## TRY IT:
Tally every line of the records below that includes "simple", and reply with the total alone.

RECORDS FOR PROCESSING section start

#[async_trait]
impl UserStore for PgStore {
    async fn register_user(&self, new: &NewUser, activation_code: &str) -> Result<Registration> {
        self.timed(async {
            let mut tx = self.pool.begin().await?;

            let row = sqlx::query_as::<_, UserRow>(&format!(
                "INSERT INTO users (username, email, phone_number, password_hash, name, surname, \
                 date_of_birth, address, about_me) \
                 VALUES ($1, $2, $3, $4, $5, $6, $7, $8, $9) \
                 RETURNING {USER_COLUMNS}"
            ))
            .bind(&new.username)
            .bind(&new.email)
            .bind(&new.phone_number)
            .bind(&new.password_hash)
            .bind(&new.name)
            .bind(&new.surname)
            .bind(new.date_of_birth)
            .bind(&new.address)
            .bind(&new.about_me)
            .fetch_one(&mut *tx)
            .await
            .map_err(|e| email_conflict(e.into()))?;
            let user = User::try_from(row)?;

            let session = sqlx::query_as::<_, ShoppingSession>(&format!(
                "INSERT INTO shopping_sessions (user_id) VALUES ($1) RETURNING {SESSION_COLUMNS}"
            ))
            .bind(user.id)
            .fetch_one(&mut *tx)
            .await?;

            let activation = sqlx::query_as::<_, ActivationLink>(
                "INSERT INTO activation_links (link, user_id) VALUES ($1, $2) \
                 RETURNING link, activated, user_id, creation_date",
            )
            .bind(activation_code)
            .bind(user.id)
            .fetch_one(&mut *tx)
            .await?;

            tx.commit().await?;
            debug!(user_id = user.id, session_id = session.id, "registered user");
            Ok::<_, StoreError>(Registration {
                user,
                session,
                activation,
            })
        })
        .await
    }

    async fn user_by_id(&self, id: i64) -> Result<User> {
        self.timed(
            sqlx::query_as::<_, UserRow>(&format!("SELECT {USER_COLUMNS} FROM users WHERE id = $1"))
                .bind(id)
                .fetch_optional(&self.pool),
        )
        .await?
        .ok_or(StoreError::NotFound("user"))?
        .try_into()
    }

    async fn user_by_email(&self, email: &str) -> Result<User> {
        self.timed(
            sqlx::query_as::<_, UserRow>(&format!(
                "SELECT {USER_COLUMNS} FROM users WHERE email = $1"
            ))
            .bind(email)
            .fetch_optional(&self.pool),
        )
        .await?
        .ok_or(StoreError::NotFound("user"))?
        .try_into()
    }

    async fn update_user(&self, user: &User) -> Result<User> {
        let sql = format!(
            "UPDATE users SET role = $1, username = $2, email = $3, phone_number = $4, \
             password_hash = $5, name = $6, surname = $7, date_of_birth = $8, address = $9, \
             about_me = $10, picture_url = $11, activated = $12, version = version + 1 \
             WHERE id = $13 AND version = $14 \
             RETURNING {USER_COLUMNS}"
        );
        let row = self
            .timed(
                sqlx::query_as::<_, UserRow>(&sql)
                    .bind(user.role.as_str())
                    .bind(&user.username)
                    .bind(&user.email)
                    .bind(&user.phone_number)
                    .bind(&user.password_hash)
                    .bind(&user.name)
                    .bind(&user.surname)
                    .bind(user.date_of_birth)
                    .bind(&user.address)
                    .bind(&user.about_me)
                    .bind(&user.picture_url)
                    .bind(user.activated)
                    .bind(user.id)
                    .bind(user.version)
                    .fetch_optional(&self.pool),
            )
            .await
            .map_err(email_conflict)?;
        row.ok_or(StoreError::EditConflict)?.try_into()
    }

    async fn delete_user(&self, id: i64) -> Result<()> {
        let result = self
            .timed(
                sqlx::query("DELETE FROM users WHERE id = $1")
                    .bind(id)
                    .execute(&self.pool),
            )
            .await?;
        if result.rows_affected() == 0 {
            return Err(StoreError::NotFound("user"));
        }
        Ok(())
    }

    async fn activation_link(&self, code: &str) -> Result<ActivationLink> {
        self.timed(
            sqlx::query_as::<_, ActivationLink>(
                "SELECT link, activated, user_id, creation_date FROM activation_links WHERE link = $1",
            )
            .bind(code)
            .fetch_optional(&self.pool),
        )
        .await?
        .ok_or(StoreError::NotFound("activation link"))
    }

    async fn activate(&self, code: &str) -> Result<User> {
        self.timed(async {
            let mut tx = self.pool.begin().await?;

            let link = sqlx::query_as::<_, ActivationLink>(
                "SELECT link, activated, user_id, creation_date FROM activation_links \
                 WHERE link = $1 FOR UPDATE",
            )
            .bind(code)
            .fetch_optional(&mut *tx)
            .await?
            .ok_or(StoreError::NotFound("activation link"))?;
            if link.activated {
                return Err(StoreError::AlreadyActivated);
            }

            sqlx::query("UPDATE activation_links SET activated = true WHERE link = $1")
                .bind(code)
                .execute(&mut *tx)
                .await?;
            let row = sqlx::query_as::<_, UserRow>(&format!(
                "UPDATE users SET activated = true, version = version + 1 WHERE id = $1 \
                 RETURNING {USER_COLUMNS}"
            ))
            .bind(link.user_id)
            .fetch_optional(&mut *tx)
            .await?
            .ok_or(StoreError::NotFound("user"))?;

            tx.commit().await?;
            User::try_from(row)
        })
        .await
    }
}

#[async_trait]
impl TokenStore for PgStore {
    async fn find_token_by_user(&self, user_id: i64) -> Result<TokenRecord> {
        self.timed(
            sqlx::query_as::<_, TokenRecord>(
                "SELECT id, user_id, refresh_token FROM tokens WHERE user_id = $1",
            )
            .bind(user_id)
            .fetch_optional(&self.pool),
        )
        .await?
        .ok_or(StoreError::NotFound("refresh token"))
    }

    async fn find_token_by_digest(&self, digest: &str) -> Result<TokenRecord> {
        self.timed(
            sqlx::query_as::<_, TokenRecord>(
                "SELECT id, user_id, refresh_token FROM tokens WHERE refresh_token = $1",
            )
            .bind(digest)
            .fetch_optional(&self.pool),
        )
        .await?
        .ok_or(StoreError::NotFound("refresh token"))
    }

    async fn insert_token(&self, user_id: i64, digest: &str) -> Result<TokenRecord> {
        // The upsert keeps one row per user even when two saves race.
        self.timed(
            sqlx::query_as::<_, TokenRecord>(
                "INSERT INTO tokens (user_id, refresh_token) VALUES ($1, $2) \
                 ON CONFLICT (user_id) DO UPDATE SET refresh_token = EXCLUDED.refresh_token \
                 RETURNING id, user_id, refresh_token",
            )
            .bind(user_id)
            .bind(digest)
            .fetch_one(&self.pool),
        )
        .await
    }

    async fn rotate_token(
        &self,
        user_id: i64,
        old_digest: &str,
        new_digest: &str,
    ) -> Result<TokenRecord> {
        // Conditional on the old digest: of two racing rotations only one
        // matches the row.
        self.timed(
            sqlx::query_as::<_, TokenRecord>(
                "UPDATE tokens SET refresh_token = $3 \
                 WHERE user_id = $1 AND refresh_token = $2 \
                 RETURNING id, user_id, refresh_token",
            )
            .bind(user_id)
            .bind(old_digest)
            .bind(new_digest)
            .fetch_optional(&self.pool),
        )
        .await?
        .ok_or(StoreError::NotFound("refresh token"))
    }

    async fn delete_token_by_digest(&self, digest: &str) -> Result<u64> {
        let result = self
            .timed(
                sqlx::query("DELETE FROM tokens WHERE refresh_token = $1")
                    .bind(digest)
                    .execute(&self.pool),
            )
            .await?;
        Ok(result.rows_affected())
    }
}

#[async_trait]
impl CatalogStore for PgStore {
    async fn insert_product(&self, new: &NewProduct) -> Result<Product> {
        self.timed(
            sqlx::query_as::<_, Product>(&format!(
                "INSERT INTO products (name, price, description, category, quantity, is_available) \
                 VALUES ($1, $2, $3, $4, $5, $6) RETURNING {PRODUCT_COLUMNS}"
            ))
            .bind(&new.name)
            .bind(new.price)
            .bind(&new.description)
            .bind(&new.category)
            .bind(new.quantity)
            .bind(new.is_available())
            .fetch_one(&self.pool),
        )
        .await
    }

    async fn product(&self, id: i64) -> Result<Product> {
        self.timed(
            sqlx::query_as::<_, Product>(&format!(
                "SELECT {PRODUCT_COLUMNS} FROM products WHERE id = $1"
            ))
            .bind(id)
            .fetch_optional(&self.pool),
        )
        .await?
        .ok_or(StoreError::NotFound("product"))
    }

    async fn list_products(
        &self,
        name: &str,
        category: &str,
        filters: &Filters,
    ) -> Result<(Vec<Product>, Metadata)> {
        let sql = format!(
            "SELECT count(*) OVER() AS total_records, {PRODUCT_COLUMNS} FROM products \
             WHERE (to_tsvector('simple', name) @@ plainto_tsquery('simple', $1) OR $1 = '') \
             AND (to_tsvector('simple', category) @@ plainto_tsquery('simple', $2) OR $2 = '') \
             ORDER BY {} {}, id ASC \
             LIMIT $3 OFFSET $4",
            filters.sort_column(),
            filters.sort_direction(),
        );
        let rows = self
            .timed(
                sqlx::query_as::<_, ProductPageRow>(&sql)
                    .bind(name)
                    .bind(category)
                    .bind(filters.limit())
                    .bind(filters.offset())
                    .fetch_all(&self.pool),
            )
            .await?;

        let metadata = page_metadata(rows.first().map(|r| r.total_records), filters);
        Ok((rows.into_iter().map(|r| r.product).collect(), metadata))
    }

    async fn update_product(&self, product: &Product) -> Result<Product> {
        self.timed(async {
            let mut tx = self.pool.begin().await?;

            let (old_price, version) = sqlx::query_as::<_, (i64, i32)>(
                "SELECT price, version FROM products WHERE id = $1 FOR UPDATE",
            )
            .bind(product.id)
            .fetch_optional(&mut *tx)
            .await?
            .ok_or(StoreError::EditConflict)?;
            if version != product.version {
                return Err(StoreError::EditConflict);
            }

            if product.price != old_price {
                let price_delta = product.price.checked_sub(old_price).ok_or_else(overflow)?;
                let repriced = sqlx::query(
                    "UPDATE shopping_sessions s SET total = s.total + agg.delta \
                     FROM (SELECT session_id, SUM(quantity)::BIGINT * $2 AS delta \
                           FROM cart_items WHERE product_id = $1 GROUP BY session_id) agg \
                     WHERE s.id = agg.session_id",
                )
                .bind(product.id)
                .bind(price_delta)
                .execute(&mut *tx)
                .await?;
                debug!(
                    product_id = product.id,
                    sessions = repriced.rows_affected(),
                    "repriced carts"
                );
            }

            let updated = sqlx::query_as::<_, Product>(&format!(
                "UPDATE products SET name = $2, price = $3, description = $4, category = $5, \
                 quantity = $6, is_available = $7, version = version + 1 \
                 WHERE id = $1 RETURNING {PRODUCT_COLUMNS}"
            ))
            .bind(product.id)
            .bind(&product.name)
            .bind(product.price)
            .bind(&product.description)
            .bind(&product.category)
            .bind(product.quantity)
            .bind(product.quantity > 0)
            .fetch_one(&mut *tx)
            .await?;

            tx.commit().await?;
            Ok::<_, StoreError>(updated)
        })
        .await
    }

    async fn delete_product(&self, id: i64) -> Result<()> {
        self.timed(async {
            let mut tx = self.pool.begin().await?;

            let price =
                sqlx::query_scalar::<_, i64>("SELECT price FROM products WHERE id = $1 FOR UPDATE")
                    .bind(id)
                    .fetch_optional(&mut *tx)
                    .await?
                    .ok_or(StoreError::NotFound("product"))?;

            sqlx::query(
                "UPDATE shopping_sessions s SET total = s.total - agg.amount \
                 FROM (SELECT session_id, SUM(quantity)::BIGINT * $2 AS amount \
                       FROM cart_items WHERE product_id = $1 GROUP BY session_id) agg \
                 WHERE s.id = agg.session_id",
            )
            .bind(id)
            .bind(price)
            .execute(&mut *tx)
            .await?;

            // Items and comments go with the product via ON DELETE CASCADE.
            sqlx::query("DELETE FROM products WHERE id = $1")
                .bind(id)
                .execute(&mut *tx)
                .await?;

            tx.commit().await?;
            Ok::<_, StoreError>(())
        })
        .await
    }
}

RECORDS FOR PROCESSING section end

## ANSWER:
2